Colemanka Czy ja wiem? To że nie okazujesz słabości nie oznacza, że nie jesteś/nie bywasz slaby.
To był akurat cytat z poranku kojota, którego nadużywam dla beki.
Colemanka po prostu próbuję odczepić ten obciążający wagonik z ostatniego roku od siebie
Same story here po prostu napisz. Ja się tutaj już wylewałem w zamkniętym gronie i nie żałuję.
Colemanka To jak z tymi kobietami? Chyba ze nie chcesz, to nie ma problemu, żadnej presji, rozmawiamy 🙂
Ja mam od roku min przez “pandemię” trochę monk mode ale bardziej przez pracę nad sobą i skupienie. Kobiety są hipergamiczne ale ja też nie jestem jakimś świętym posągiem. Mam natomiast parę koleżanek i to nie w kontekście seksualnym i cenię sobie te znajomości przez wzgląd na nasz wspólny zawód, jednak mam szczęście, że obracam się w interesującym środowisku i u nas po prostu ściema szybko wychodzi. Dbam też o sprawiedliwy barter, jeśli koleżanka używa sobie mnie żeby się pożalić to tylko wtedy, kiedy wiem że to w ogólnym sensie wartościowa kobieta. Poza tym jestem INFJ i ciężko mnie tak na hardkorze oszukać, szybko węszę ściemę. Wiele ostatnio przepracowałem nawet mam jakieś przebłyski o zakładaniu rodziny, naturalnie nie teraz.
W sensie romantycznym kobiet unikam bo mam zbyt nie stały adres na teraz żeby zawiązywać poważne relacje a nie jestem i nigdy nie byłem manipulantem nie chcę nic obiecywać, żeby poruchać bo to słabe jestem honorowy z natury. Jeśli jakieś fwb to tylko na jasnych zasadach i z sympatią nie mam ochoty na jakiś mechaniczny zwierzęcy seks fuuuuj. Czułość jest fajna. Panny się akurat do mnie kleją jak gdzieś zagrzeję miejsce, jednak nie kręci mnie to jak wtedy kiedy byłem durnym szczeniakiem bo wiem, że kieruję nimi “ciekawość” jestem atrakcją a nie kręci mnie to bo mam dużo szacunku do samego siebie. Cieszy mnie że od dawna nie jestem petentem, żeby zaruchać, kontroluję huć i to kompletnie nie wyznacza rytmu mojego życia.

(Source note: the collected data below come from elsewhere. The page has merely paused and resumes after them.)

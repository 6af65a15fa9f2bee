//! Sequence containers
//!
//! All array-like containers share one provider: leading bookkeeping members,
//! then at most `max_display_elements` elements projected by
//! [`SequenceView`]. The layouts differ only in where the elements live.

use crate::decode::{ElementSource, SequenceView, StorageDescriptor, chunk_size};
use crate::display::DisplayNode;
use crate::error::{InspectError, Result};
use crate::introspect::{MemoryIntrospection, TypeId, ValueHandle};

use super::{LeadingFields, ProviderContext, ProviderKind, SyntheticProvider, updated};

/// Storage layout of a sequence container
#[derive(Debug, Clone, Copy, PartialEq, Eq)]
pub enum ArrayLayout {
    /// Heap buffer behind `m_pElements` (`ezDynamicArray`, `ezHybridArray`)
    Dynamic,
    /// Inline buffer until the capacity outgrows it (`ezSmallArray`)
    Small,
    /// Fixed inline buffer (`ezStaticArray`)
    Static,
    /// Fixed inline buffer used as a ring (`ezStaticRingBuffer`)
    Ring,
    /// Borrowed `(pointer, count)` range (`ezArrayPtr`)
    Pointer,
    /// Chunk table with a moving start (`ezDeque`)
    Deque,
}

impl ArrayLayout {
    pub fn kind(self) -> ProviderKind {
        match self {
            ArrayLayout::Dynamic => ProviderKind::DynamicArray,
            ArrayLayout::Small => ProviderKind::SmallArray,
            ArrayLayout::Static => ProviderKind::StaticArray,
            ArrayLayout::Ring => ProviderKind::StaticRingBuffer,
            ArrayLayout::Pointer => ProviderKind::ArrayPtr,
            ArrayLayout::Deque => ProviderKind::Deque,
        }
    }

    /// Bookkeeping members shown before the elements
    pub fn leading_fields(self) -> &'static [&'static str] {
        match self {
            ArrayLayout::Dynamic => &["m_uiCount", "m_uiCapacity", "m_pAllocator"],
            ArrayLayout::Small => &["m_uiCount", "m_uiCapacity", "m_uiUserData"],
            ArrayLayout::Static => &["m_uiCount", "m_uiCapacity"],
            ArrayLayout::Ring => &["m_uiCount", "m_uiFirstElement"],
            ArrayLayout::Pointer => &["m_uiCount"],
            ArrayLayout::Deque => &["m_uiCount", "m_pAllocator"],
        }
    }
}

#[derive(Debug, Clone)]
struct ArrayState {
    fields: LeadingFields,
    view: SequenceView,
}

#[derive(Debug)]
pub struct ArrayProvider {
    layout: ArrayLayout,
    state: Option<ArrayState>,
}

impl ArrayProvider {
    pub fn new(layout: ArrayLayout) -> Self {
        Self {
            layout,
            state: None,
        }
    }

    pub fn layout(&self) -> ArrayLayout {
        self.layout
    }

    /// Elements needed to fill an inline buffer member
    fn inline_capacity(
        mem: &dyn MemoryIntrospection,
        buffer: &ValueHandle,
        element_size: u64,
    ) -> Result<u64> {
        Ok(mem.byte_size(buffer.ty)?.checked_div(element_size).unwrap_or(0))
    }

    fn element_source(
        &self,
        cx: &ProviderContext<'_>,
        value: &ValueHandle,
        count: u64,
    ) -> Result<(TypeId, u64, ElementSource)> {
        let mem = cx.mem;
        match self.layout {
            ArrayLayout::Dynamic => {
                let elements = mem.field(value, "m_pElements")?;
                let element = mem.pointee_type(elements.ty)?;
                let base = mem.element_base(&elements)?;
                Ok((element, mem.byte_size(element)?, ElementSource::Contiguous { base }))
            }
            ArrayLayout::Small => {
                let element = mem.template_argument(value.ty, 0)?;
                let element_size = mem.byte_size(element)?;
                // base class, then the storage union: inline buffer | heap pointer
                let storage = mem.index(&mem.index(value, 0)?, 3)?;
                let inline = mem.index(&mem.index(&storage, 0)?, 0)?;
                let capacity = mem.as_unsigned(&mem.field(value, "m_uiCapacity")?, 0);
                let inline_capacity = Self::inline_capacity(mem, &inline, element_size)?;

                let descriptor = StorageDescriptor::for_small_array(count, capacity, inline_capacity);
                let base = descriptor.base(inline.address()?, || {
                    mem.pointer_value(&mem.index(&storage, 1)?)
                })?;
                Ok((element, element_size, ElementSource::Contiguous { base }))
            }
            ArrayLayout::Static => {
                let element = mem.template_argument(value.ty, 0)?;
                let data = mem.index(&mem.index(value, 1)?, 0)?;
                let base = data.address()?;
                Ok((element, mem.byte_size(element)?, ElementSource::Contiguous { base }))
            }
            ArrayLayout::Ring => {
                let element = mem.template_argument(value.ty, 0)?;
                let element_size = mem.byte_size(element)?;
                let inline = mem.index(&mem.index(value, 0)?, 0)?;
                let source = ElementSource::Ring {
                    base: mem.element_base(&mem.field(value, "m_pElements")?)?,
                    first: mem.as_unsigned(&mem.field(value, "m_uiFirstElement")?, 0),
                    capacity: Self::inline_capacity(mem, &inline, element_size)?,
                };
                Ok((element, element_size, source))
            }
            ArrayLayout::Pointer => {
                let pointer = mem.field(value, "m_pPtr")?;
                // byte views are not templated; fall back to the pointee
                let element = match mem.template_argument(value.ty, 0) {
                    Ok(element) => element,
                    Err(_) => mem.pointee_type(pointer.ty)?,
                };
                let base = mem.pointer_value(&pointer)?;
                Ok((element, mem.byte_size(element)?, ElementSource::Contiguous { base }))
            }
            ArrayLayout::Deque => {
                let element = mem.template_argument(value.ty, 0)?;
                let element_size = mem.byte_size(element)?;
                let chunks = mem.field(value, "m_pChunks")?;
                let source = ElementSource::Chunked {
                    chunk_table: mem.pointer_value(&chunks)?,
                    first: mem.as_unsigned(&mem.field(value, "m_uiFirstElement")?, 0),
                    chunk_size: chunk_size(
                        element_size,
                        cx.limits.deque_page_size,
                        cx.limits.deque_min_chunk_elements,
                    ),
                    pointer_size: mem.byte_size(mem.pointee_type(chunks.ty)?)?,
                };
                Ok((element, element_size, source))
            }
        }
    }
}

impl SyntheticProvider for ArrayProvider {
    fn update(&mut self, cx: &ProviderContext<'_>, value: ValueHandle) -> Result<()> {
        self.state = None;
        let fields = LeadingFields::locate(cx.mem, &value, self.layout.leading_fields())?;
        let count = cx.mem.as_unsigned(&fields.get("m_uiCount")?, 0);

        let (element, element_size, source) = self.element_source(cx, &value, count)?;
        let view = SequenceView::new(
            element,
            element_size,
            count,
            cx.limits.max_display_elements,
            source,
        );
        self.state = Some(ArrayState { fields, view });
        Ok(())
    }

    fn child_count(&self, _cx: &ProviderContext<'_>) -> Result<usize> {
        let state = updated(&self.state)?;
        Ok(state.fields.len() + state.view.len())
    }

    fn child(&mut self, cx: &ProviderContext<'_>, index: usize) -> Result<DisplayNode> {
        let state = updated(&self.state)?;
        if let Some(node) = state.fields.node(index) {
            return Ok(node);
        }
        let logical = index - state.fields.len();
        if logical >= state.view.len() {
            return Err(InspectError::IndexOutOfRange {
                index,
                len: state.fields.len() + state.view.len(),
            });
        }
        let element = state.view.element_at(cx.mem, logical)?;
        Ok(DisplayNode::element(index, logical, element))
    }
}
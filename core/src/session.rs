//! Inspection sessions
//!
//! An [`InspectSession`] binds one memory host to a formatter registry and a set
//! of limits. Every call starts a fresh update cycle; nothing read from memory
//! outlives the call that read it.

use crate::config::Limits;
use crate::display::{DisplayAdapter, NULL_PLACEHOLDER, NodeValue, RenderedNode, UNKNOWN_PLACEHOLDER};
use crate::introspect::{MemoryIntrospection, ValueHandle};
use crate::providers::ProviderContext;
use crate::registry::FormatterRegistry;

pub struct InspectSession<'m> {
    mem: &'m dyn MemoryIntrospection,
    registry: FormatterRegistry,
    limits: Limits,
}

impl<'m> InspectSession<'m> {
    pub fn new(mem: &'m dyn MemoryIntrospection, registry: FormatterRegistry, limits: Limits) -> Self {
        Self {
            mem,
            registry,
            limits,
        }
    }

    /// Session over the default registry and limits
    pub fn with_defaults(mem: &'m dyn MemoryIntrospection) -> Self {
        Self::new(mem, FormatterRegistry::with_defaults(), Limits::default())
    }

    pub fn registry(&self) -> &FormatterRegistry {
        &self.registry
    }

    pub fn limits(&self) -> &Limits {
        &self.limits
    }

    fn context(&self) -> ProviderContext<'_> {
        ProviderContext::new(self.mem, &self.registry, &self.limits)
    }

    /// Run an update cycle for `value` and hand back its display adapter
    pub fn inspect(&self, value: ValueHandle) -> DisplayAdapter<'_> {
        self.context().adapter(value)
    }

    /// Provider summary, or the host's rendering of a primitive value
    pub fn summarize(&self, value: ValueHandle) -> Option<String> {
        self.inspect(value).summary()
    }

    /// Expand `value` into a printable tree, `depth` levels below the root
    pub fn render_tree(&self, name: &str, value: ValueHandle, depth: usize) -> RenderedNode {
        let mut adapter = self.inspect(value);
        let children = if depth == 0 {
            Vec::new()
        } else {
            adapter
                .children()
                .into_iter()
                .map(|node| match node.value {
                    NodeValue::Typed(handle) => self.render_tree(&node.name, handle, depth - 1),
                    NodeValue::Text(text) => Self::leaf(node.name, text),
                    NodeValue::Null => Self::leaf(node.name, NULL_PLACEHOLDER.to_string()),
                    NodeValue::Unavailable => Self::leaf(node.name, UNKNOWN_PLACEHOLDER.to_string()),
                })
                .collect()
        };

        RenderedNode {
            name: name.to_string(),
            type_name: self.mem.type_name(value.ty).ok(),
            summary: adapter.summary(),
            children,
        }
    }

    fn leaf(name: String, summary: String) -> RenderedNode {
        RenderedNode {
            name,
            type_name: None,
            summary: Some(summary),
            children: Vec::new(),
        }
    }
}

Szukam wartości na wielu płaszczyznach i również w kontekście relacji z kobietami bo to też ogromna część naszego życia, natomiast nie potrafię od dawna utrzymywać nie wartościowych relacji. Jestem też w momencie w którym chcę dawać siebie innym, bo posprzątałem niezły bajzel jakim byłem i mogę robić to z pełną odpowiedzialnością.
Unormowanie relacji i stosunku do kobiet jest tak kardynalnie ważne jak wszystko inne, Myszki są Myszkami jednak nikt nie skrzywdził mnie tak jak ja sam siebie. Na cynizm sobie nie pozwalam bo to hujnia i nie wiem czy wierzę w “miłość” ale wierzę, w wartość bo zostałem nią obdarowany w różnym sensie może kiedyś będę potrafił to nazwać miłością.